Entertainment

‘Tell’ hits its mark

Even to hard-core opera buffs, Rossini’s “Wil liam Tell” is known best for its rousing overture, a k a the “Lone Ranger” theme. But at Caramoor Saturday night, the majestic work was revealed as a masterpiece of musical drama.

Based on the legend of the Swiss patriot who’s challenged by a foreign tyrant to shoot an arrow through an apple on his son’s head, the 1829 opera roused Rossini to a grander, more sophisticated style than he used for earlier comic pieces like “The Barber of Seville.” The finale, after Tell’s defiance sparks a revolution, is a soaring hymn to liberty foreshadowing the music of Verdi and Wagner later.
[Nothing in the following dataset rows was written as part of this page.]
//! Deterministic simulation module
//!
//! All gameplay logic lives here. This module must be pure and deterministic:
//! - Fixed timestep only
//! - Seeded RNG only
//! - No rendering or platform dependencies
//!
//! The renderer reads the state tree directly; the only outputs besides
//! mutated state are queued sound requests.

pub mod clock;
pub mod coin;
pub mod enemy;
pub mod grid;
pub mod player;
pub mod portal;
pub mod state;
pub mod tick;
pub mod wobble;

pub use clock::FixedClock;
pub use coin::{Coins, Sparkle};
pub use enemy::{Enemy, EnemyState, Swarm, Trail};
pub use grid::{Tile, TileGrid};
pub use player::Player;
pub use portal::{Mote, Portal};
pub use state::{Camera, GamePhase, GameState, RunState};
pub use tick::tick;
pub use wobble::WobbleEffect;
//! Orchestrator tick
//!
//! One fixed simulation step in a fixed order: reset, clocks, ambience,
//! camera, player, coins, portal, enemies. Every system draws from the
//! single state RNG, so two runs with the same seed and inputs replay
//! identically.

use rand::Rng;

use super::coin::update_coins;
use super::enemy::update_enemies;
use super::player::update_player;
use super::portal::update_portal;
use super::state::GameState;
use crate::input::{InputState, Key};

/// Advance the whole simulation by one fixed tick of `dt_ms`
pub fn tick(state: &mut GameState, input: &InputState, dt_ms: f32) {
    if input.just_pressed(Key::Reset) {
        reset(state);
    }

    state.time_ticks += 1;
    if state.load_remaining_ms > 0.0 {
        state.load_remaining_ms -= dt_ms;
    }

    if state.player.alive {
        if state.load_remaining_ms <= 0.0 {
            state.run.wave_time_remaining =
                (state.run.wave_time_remaining - dt_ms / 1000.0).max(0.0);
        }
    } else {
        state.player.time_dead_ms += dt_ms;
    }

    state.wobble.update(&mut state.rng, dt_ms);
    state.camera.update(dt_ms, state.player.alive);

    update_player(state, input, dt_ms);
    update_coins(state, dt_ms);
    update_portal(state, dt_ms);
    update_enemies(state, input, dt_ms);
}

/// Start the run over with a fresh seed drawn from the dying run's RNG.
/// Sounds already queued this frame survive so the host still hears
/// them alongside the new run's load cue.
fn reset(state: &mut GameState) {
    let seed = state.rng.random::<u64>();
    let mut fresh = GameState::new(seed);
    let mut sounds = std::mem::take(&mut state.sounds);
    sounds.append(&mut fresh.sounds);
    fresh.sounds = sounds;
    *state = fresh;
}
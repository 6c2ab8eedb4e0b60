//! Tile corner wobble
//!
//! A lattice of per-corner random offsets the renderer applies when
//! stroking tiles, reshuffled a few times per second. Purely visual,
//! but kept in the simulation so runs stay deterministic.

use glam::Vec2;
use rand::Rng;
use serde::{Deserialize, Serialize};

use crate::consts::WOBBLE_CHANGES_PER_SEC;

#[derive(Debug, Clone, Serialize, Deserialize)]
pub struct WobbleEffect {
    dimension: usize,
    time_since_change_ms: f32,
    /// One offset per tile corner: a `(dimension + 1)^2` lattice
    corners: Vec<Vec2>,
}

impl WobbleEffect {
    pub fn new(dimension: usize, rng: &mut impl Rng) -> Self {
        let mut effect = Self {
            dimension,
            time_since_change_ms: 0.0,
            corners: vec![Vec2::ZERO; (dimension + 1) * (dimension + 1)],
        };
        effect.reshuffle(rng);
        effect
    }

    fn reshuffle(&mut self, rng: &mut impl Rng) {
        for corner in &mut self.corners {
            *corner = Vec2::new(rng.random::<f32>() - 0.5, rng.random::<f32>() - 0.5);
        }
    }

    pub fn update(&mut self, rng: &mut impl Rng, dt_ms: f32) {
        self.time_since_change_ms += dt_ms;
        let time_per_change = 1000.0 / WOBBLE_CHANGES_PER_SEC;
        if self.time_since_change_ms > time_per_change {
            self.time_since_change_ms -= time_per_change;
            self.reshuffle(rng);
        }
    }

    /// Offset for corner `(x, y)` of the lattice. A lookup outside the
    /// lattice is a programming error and halts the frame rather than
    /// rendering garbage.
    pub fn corner(&self, x: usize, y: usize) -> Vec2 {
        assert!(
            x <= self.dimension && y <= self.dimension,
            "wobble corner ({x}, {y}) outside the sample lattice"
        );
        self.corners[y * (self.dimension + 1) + x]
    }
}

#[cfg(test)]
mod tests {
    use super::*;
    use rand::SeedableRng;
    use rand_pcg::Pcg32;

    #[test]
    fn test_offsets_centered() {
        let mut rng = Pcg32::seed_from_u64(1);
        let wobble = WobbleEffect::new(20, &mut rng);
        for y in 0..=20 {
            for x in 0..=20 {
                let c = wobble.corner(x, y);
                assert!(c.x >= -0.5 && c.x < 0.5);
                assert!(c.y >= -0.5 && c.y < 0.5);
            }
        }
    }

    #[test]
    fn test_reshuffles_on_interval() {
        let mut rng = Pcg32::seed_from_u64(1);
        let mut wobble = WobbleEffect::new(4, &mut rng);
        let before = wobble.corner(0, 0);
        // 3 changes/sec: just under the interval keeps the lattice
        wobble.update(&mut rng, 300.0);
        assert_eq!(wobble.corner(0, 0), before);
        wobble.update(&mut rng, 100.0);
        assert_ne!(wobble.corner(0, 0), before);
    }

    #[test]
    #[should_panic(expected = "outside the sample lattice")]
    fn test_out_of_range_corner_is_fatal() {
        let mut rng = Pcg32::seed_from_u64(1);
        let wobble = WobbleEffect::new(4, &mut rng);
        wobble.corner(6, 0);
    }
}
//! Host-facing session
//!
//! The contract with the embedding host is three calls: feed key edges
//! as they arrive, call [`GameSession::update`] once per rendered frame
//! with the wall-clock delta, then read the state to draw and drain the
//! sound queue. The session owns the fixed-step conversion so the host
//! never sees tick granularity.

use crate::consts::TICK_MS;
use crate::input::{InputState, Key};
use crate::sim::{tick, FixedClock, GameState};
use crate::Sound;

pub struct GameSession {
    state: GameState,
    clock: FixedClock,
    input: InputState,
}

impl GameSession {
    pub fn new(seed: u64) -> Self {
        Self {
            state: GameState::new(seed),
            clock: FixedClock::new(),
            input: InputState::new(),
        }
    }

    pub fn key_down(&mut self, key: Key) {
        self.input.key_down(key);
    }

    pub fn key_up(&mut self, key: Key) {
        self.input.key_up(key);
    }

    /// Fold one frame's wall-clock delta into fixed ticks. Press and
    /// release edges are visible to the first tick of the frame only;
    /// held state persists across frames until released.
    pub fn update(&mut self, dt_ms: f64) {
        for _ in 0..self.clock.advance(dt_ms) {
            tick(&mut self.state, &self.input, TICK_MS);
            self.input.clear_edges();
        }
    }

    /// Read-only view for drawing
    pub fn state(&self) -> &GameState {
        &self.state
    }

    /// Drain sound requests queued since the last drain
    pub fn take_sounds(&mut self) -> Vec<Sound> {
        self.state.take_sounds()
    }
}
//! Exit portal and its ambient motes
//!
//! The portal claims an empty cell lazily on the first update after a
//! run starts and never moves. It continuously sheds short-lived motes
//! that drift in slow circles around it.

use rand::Rng;
use serde::{Deserialize, Serialize};

use super::state::GameState;
use crate::consts::*;

/// One pooled ambience particle; the host derives its screen position
/// from the portal center, the angle, and the remaining lifetime
#[derive(Debug, Clone, Copy, Serialize, Deserialize)]
pub struct Mote {
    pub lifetime_ms: f32,
    pub angle: f32,
    pub hue: f32,
}

impl Mote {
    fn dead() -> Self {
        Self {
            lifetime_ms: 0.0,
            angle: 0.0,
            hue: 0.0,
        }
    }
}

#[derive(Debug, Clone, Serialize, Deserialize)]
pub struct Portal {
    /// Claimed on the first update, fixed for the rest of the run
    pub cell: Option<(usize, usize)>,
    pub motes: Vec<Mote>,
    next: usize,
    spawn_accum_ms: f32,
}

impl Portal {
    pub fn new() -> Self {
        Self {
            cell: None,
            motes: vec![Mote::dead(); MOTE_POOL],
            next: 0,
            spawn_accum_ms: 0.0,
        }
    }

    pub fn live_motes(&self) -> usize {
        self.motes.iter().filter(|m| m.lifetime_ms > 0.0).count()
    }
}

impl Default for Portal {
    fn default() -> Self {
        Self::new()
    }
}

/// Advance the portal by one fixed tick
pub fn update_portal(state: &mut GameState, dt_ms: f32) {
    let GameState {
        portal, grid, rng, ..
    } = state;

    if portal.cell.is_none() {
        portal.cell = Some(grid.random_empty_cell(rng));
    }

    portal.spawn_accum_ms += dt_ms;
    while portal.spawn_accum_ms >= MOTE_SPAWN_INTERVAL_MS {
        portal.spawn_accum_ms -= MOTE_SPAWN_INTERVAL_MS;
        portal.motes[portal.next] = Mote {
            lifetime_ms: MOTE_LIFE_MS,
            angle: rng.random::<f32>() * std::f32::consts::TAU,
            hue: rng.random::<f32>(),
        };
        portal.next = (portal.next + 1) % portal.motes.len();
    }

    for mote in &mut portal.motes {
        if mote.lifetime_ms <= 0.0 {
            continue;
        }
        mote.lifetime_ms -= dt_ms;
        mote.angle += dt_ms * MOTE_DRIFT;
    }
}

#[cfg(test)]
mod tests {
    use super::*;
    use crate::sim::state::GameState;

    #[test]
    fn test_lazy_placement_on_empty_cell() {
        let mut state = GameState::new(17);
        assert!(state.portal.cell.is_none());

        update_portal(&mut state, TICK_MS);
        let cell = state.portal.cell.unwrap();
        assert!(!state.grid.tile(cell.0, cell.1).is_solid());

        // Never moves after the claim
        for _ in 0..1000 {
            update_portal(&mut state, TICK_MS);
        }
        assert_eq!(state.portal.cell, Some(cell));
    }

    #[test]
    fn test_mote_cadence() {
        let mut state = GameState::new(17);
        // 2 ms ticks at a 1 ms spawn interval: two motes each tick
        update_portal(&mut state, TICK_MS);
        assert_eq!(state.portal.live_motes(), 2);
        update_portal(&mut state, TICK_MS);
        assert_eq!(state.portal.live_motes(), 4);
    }

    #[test]
    fn test_motes_expire_and_slots_recycle() {
        let mut state = GameState::new(17);
        // Run well past one lifetime: spawns and deaths balance out at
        // roughly life / interval live motes, far under the pool size
        let ticks = (MOTE_LIFE_MS / TICK_MS) as usize * 4;
        for _ in 0..ticks {
            update_portal(&mut state, TICK_MS);
        }
        let live = state.portal.live_motes();
        let steady = (MOTE_LIFE_MS / MOTE_SPAWN_INTERVAL_MS) as usize;
        assert!(live <= steady);
        assert!(live > steady / 2);
        assert!(live < MOTE_POOL);
    }

    #[test]
    fn test_motes_drift() {
        let mut state = GameState::new(17);
        update_portal(&mut state, TICK_MS);
        let before = state.portal.motes[0].angle;
        update_portal(&mut state, TICK_MS);
        let after = state.portal.motes[0].angle;
        assert!((after - before - TICK_MS * MOTE_DRIFT).abs() < 1e-5);
    }
}
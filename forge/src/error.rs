use std::{fmt, fmt::Formatter, io};

use serde::{Deserialize, Serialize};

use crate::codec::DecodeError;

#[derive(Debug, Clone, PartialEq, Eq, Serialize, Deserialize)]
pub enum Error {
    /// The peer sent something the protocol does not allow: a wrong message type tag, a declared
    /// length which does not match the consumed payload or an unknown algorithm value.
    ProtocolViolation(String),
    /// A handler was invoked for an algorithm it does not implement. This is a bug in the test
    /// setup and never a network condition.
    ConfigurationMismatch(String),
    /// No cryptographic algorithm is known for the negotiated parameters, or a cryptographic
    /// collaborator failed. Fatal for the connection.
    CryptoConfiguration(String),
    /// The channel to the decryption endpoint of an oracle is unavailable. This is distinct from
    /// a negative conformity verdict.
    OracleCommunication(String),
    /// Input ended before a field could be read completely
    Codec(DecodeError),
    /// A configuration file or an injection descriptor could not be used
    Config(String),
    /// There was an unexpected IO error
    IO(String),
}

impl std::error::Error for Error {}

impl fmt::Display for Error {
    fn fmt(&self, f: &mut Formatter<'_>) -> fmt::Result {
        match self {
            Error::ProtocolViolation(err) => write!(f, "protocol violation: {}", err),
            Error::ConfigurationMismatch(err) => write!(f, "configuration mismatch: {}", err),
            Error::CryptoConfiguration(err) => {
                write!(f, "error in the cryptographic configuration: {}", err)
            }
            Error::OracleCommunication(err) => {
                write!(f, "error while communicating with the oracle: {}", err)
            }
            Error::Codec(err) => write!(f, "error while decoding: {}", err),
            Error::Config(err) => write!(f, "error in the configuration: {}", err),
            Error::IO(err) => write!(f, "error in io: {}", err),
        }
    }
}

impl From<DecodeError> for Error {
    fn from(err: DecodeError) -> Self {
        Error::Codec(err)
    }
}

impl From<io::Error> for Error {
    fn from(err: io::Error) -> Self {
        Error::IO(err.to_string())
    }
}

impl From<hex::FromHexError> for Error {
    fn from(err: hex::FromHexError) -> Self {
        Error::Config(format!("invalid hex: {}", err))
    }
}

impl Error {
    /// Whether an attack driver may retry the operation which produced this error
    pub fn is_transient(&self) -> bool {
        matches!(self, Error::OracleCommunication(_) | Error::IO(_))
    }
}
use std::fmt;

use forge::codec::{Codec, DecodeError, Reader};
use serde::{Deserialize, Serialize};

enum_builder! {@U16
    EnumName: ProtocolVersion;
    EnumVal {
        SSLv3 => 0x0300,
        TLSv1_0 => 0x0301,
        TLSv1_1 => 0x0302,
        TLSv1_2 => 0x0303,
        DTLSv1_0 => 0xfeff,
        DTLSv1_2 => 0xfefd,
    }
}

impl ProtocolVersion {
    pub fn is_dtls(&self) -> bool {
        matches!(self, ProtocolVersion::DTLSv1_0 | ProtocolVersion::DTLSv1_2)
    }
}

enum_builder! {@U8
    EnumName: HandshakeType;
    EnumVal {
        HelloRequest => 0x00,
        ClientHello => 0x01,
        ServerHello => 0x02,
        HelloVerifyRequest => 0x03,
        NewSessionTicket => 0x04,
        Certificate => 0x0b,
        ServerKeyExchange => 0x0c,
        CertificateRequest => 0x0d,
        ServerHelloDone => 0x0e,
        CertificateVerify => 0x0f,
        ClientKeyExchange => 0x10,
        Finished => 0x14,
    }
}

enum_builder! {@U16
    EnumName: CipherSuite;
    EnumVal {
        TLS_RSA_WITH_AES_128_CBC_SHA => 0x002f,
        TLS_DHE_RSA_WITH_AES_128_CBC_SHA => 0x0033,
        TLS_RSA_WITH_AES_256_CBC_SHA => 0x0035,
        TLS_DHE_RSA_WITH_AES_256_CBC_SHA => 0x0039,
        TLS_RSA_WITH_AES_128_CBC_SHA256 => 0x003c,
        TLS_RSA_WITH_AES_256_CBC_SHA256 => 0x003d,
        TLS_DHE_RSA_WITH_AES_128_CBC_SHA256 => 0x0067,
        TLS_RSA_WITH_AES_128_GCM_SHA256 => 0x009c,
        TLS_RSA_WITH_AES_256_GCM_SHA384 => 0x009d,
        TLS_DHE_RSA_WITH_AES_128_GCM_SHA256 => 0x009e,
        TLS_DHE_RSA_WITH_AES_256_GCM_SHA384 => 0x009f,
        TLS13_AES_128_GCM_SHA256 => 0x1301,
        TLS13_AES_256_GCM_SHA384 => 0x1302,
        TLS_ECDHE_ECDSA_WITH_AES_128_CBC_SHA => 0xc009,
        TLS_ECDHE_RSA_WITH_AES_128_CBC_SHA => 0xc013,
        TLS_ECDHE_RSA_WITH_AES_256_CBC_SHA => 0xc014,
        TLS_ECDHE_ECDSA_WITH_AES_128_GCM_SHA256 => 0xc02b,
        TLS_ECDHE_ECDSA_WITH_AES_256_GCM_SHA384 => 0xc02c,
        TLS_ECDHE_RSA_WITH_AES_128_GCM_SHA256 => 0xc02f,
        TLS_ECDHE_RSA_WITH_AES_256_GCM_SHA384 => 0xc030,
    }
}

enum_builder! {@U8
    EnumName: Compression;
    EnumVal {
        Null => 0x00,
        Deflate => 0x01,
    }
}

enum_builder! {@U8
    EnumName: ClientCertificateType;
    EnumVal {
        RSA_SIGN => 0x01,
        DSS_SIGN => 0x02,
        RSA_FIXED_DH => 0x03,
        DSS_FIXED_DH => 0x04,
        ECDSA_SIGN => 0x40,
        RSA_FIXED_ECDH => 0x41,
        ECDSA_FIXED_ECDH => 0x42,
    }
}

enum_builder! {@U8
    EnumName: HashAlgorithm;
    EnumVal {
        NONE => 0x00,
        MD5 => 0x01,
        SHA1 => 0x02,
        SHA224 => 0x03,
        SHA256 => 0x04,
        SHA384 => 0x05,
        SHA512 => 0x06,
    }
}

enum_builder! {@U8
    EnumName: SignatureAlgorithm;
    EnumVal {
        Anonymous => 0x00,
        RSA => 0x01,
        DSA => 0x02,
        ECDSA => 0x03,
    }
}

enum_builder! {@U16
    EnumName: NamedGroup;
    EnumVal {
        secp256r1 => 0x0017,
        secp384r1 => 0x0018,
        secp521r1 => 0x0019,
        X25519 => 0x001d,
    }
}

enum_builder! {@U8
    EnumName: ECPointFormat;
    EnumVal {
        Uncompressed => 0x00,
        ANSIX962CompressedPrime => 0x01,
        ANSIX962CompressedChar2 => 0x02,
    }
}

/// A `SignatureAndHashAlgorithm` of RFC 5246, section 7.4.1.4.1. On the wire the hash comes
/// first.
#[derive(Debug, Clone, Copy, PartialEq, Eq, Hash, Serialize, Deserialize)]
pub struct SignatureAndHashAlgorithm {
    pub signature: SignatureAlgorithm,
    pub hash: HashAlgorithm,
}

impl SignatureAndHashAlgorithm {
    pub fn new(signature: SignatureAlgorithm, hash: HashAlgorithm) -> Self {
        Self { signature, hash }
    }

    pub fn to_bytes(&self) -> [u8; 2] {
        [self.hash.get_u8(), self.signature.get_u8()]
    }

    /// RSA combined with every hash a TLS 1.2 peer may ask for, strongest last
    pub fn all_rsa() -> Vec<Self> {
        [
            HashAlgorithm::MD5,
            HashAlgorithm::SHA1,
            HashAlgorithm::SHA224,
            HashAlgorithm::SHA256,
            HashAlgorithm::SHA384,
            HashAlgorithm::SHA512,
        ]
        .into_iter()
        .map(|hash| Self::new(SignatureAlgorithm::RSA, hash))
        .collect()
    }
}

impl Codec for SignatureAndHashAlgorithm {
    fn encode(&self, bytes: &mut Vec<u8>) {
        bytes.extend_from_slice(&self.to_bytes());
    }

    fn read(r: &mut Reader) -> Result<Self, DecodeError> {
        let hash = HashAlgorithm::read(r)?;
        let signature = SignatureAlgorithm::read(r)?;
        Ok(Self { signature, hash })
    }
}

impl fmt::Display for SignatureAndHashAlgorithm {
    fn fmt(&self, f: &mut fmt::Formatter<'_>) -> fmt::Result {
        write!(f, "{:?}-{:?}", self.hash, self.signature)
    }
}

/// Which side of the connection we are playing
#[derive(Debug, Clone, Copy, PartialEq, Eq, Hash, Serialize, Deserialize, Default)]
pub enum ConnectionEnd {
    #[default]
    Client,
    Server,
}

impl ConnectionEnd {
    pub fn peer(&self) -> Self {
        match self {
            ConnectionEnd::Client => ConnectionEnd::Server,
            ConnectionEnd::Server => ConnectionEnd::Client,
        }
    }
}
For this concert production, conductor Will Crutchfield trimmed the more than five hours of the original to a four-hour version, preserving the opera’s epic sweep. Leading the Orchestra of St. Luke’s, he built each of the four long acts from a quiet beginning to a thundering climax.

Among the singers, the women — of secondary importance in this warlike tale — scored highest marks. The silvery soprano of Talise Trevigne, as Tell’s son Jemmy, soared over the ensembles. As Matilde, a princess sympathetic to the Swiss cause, Julianna Di Giacomo’s rich lyric voice won one of the evening’s biggest ovations for her love song “Sombre foret.”

The men were a mixed bag. Despite crisp French diction, bass-baritone Daniel Mobbs lacked vocal and dramatic gravitas for Tell, and Michael Spyres’ tenor was at home only in the plaintive moments of the young firebrand Arnold.

But even so, Caramoor’s smart and gutsy “William Tell” hit the bull’s-eye. It repeats Friday.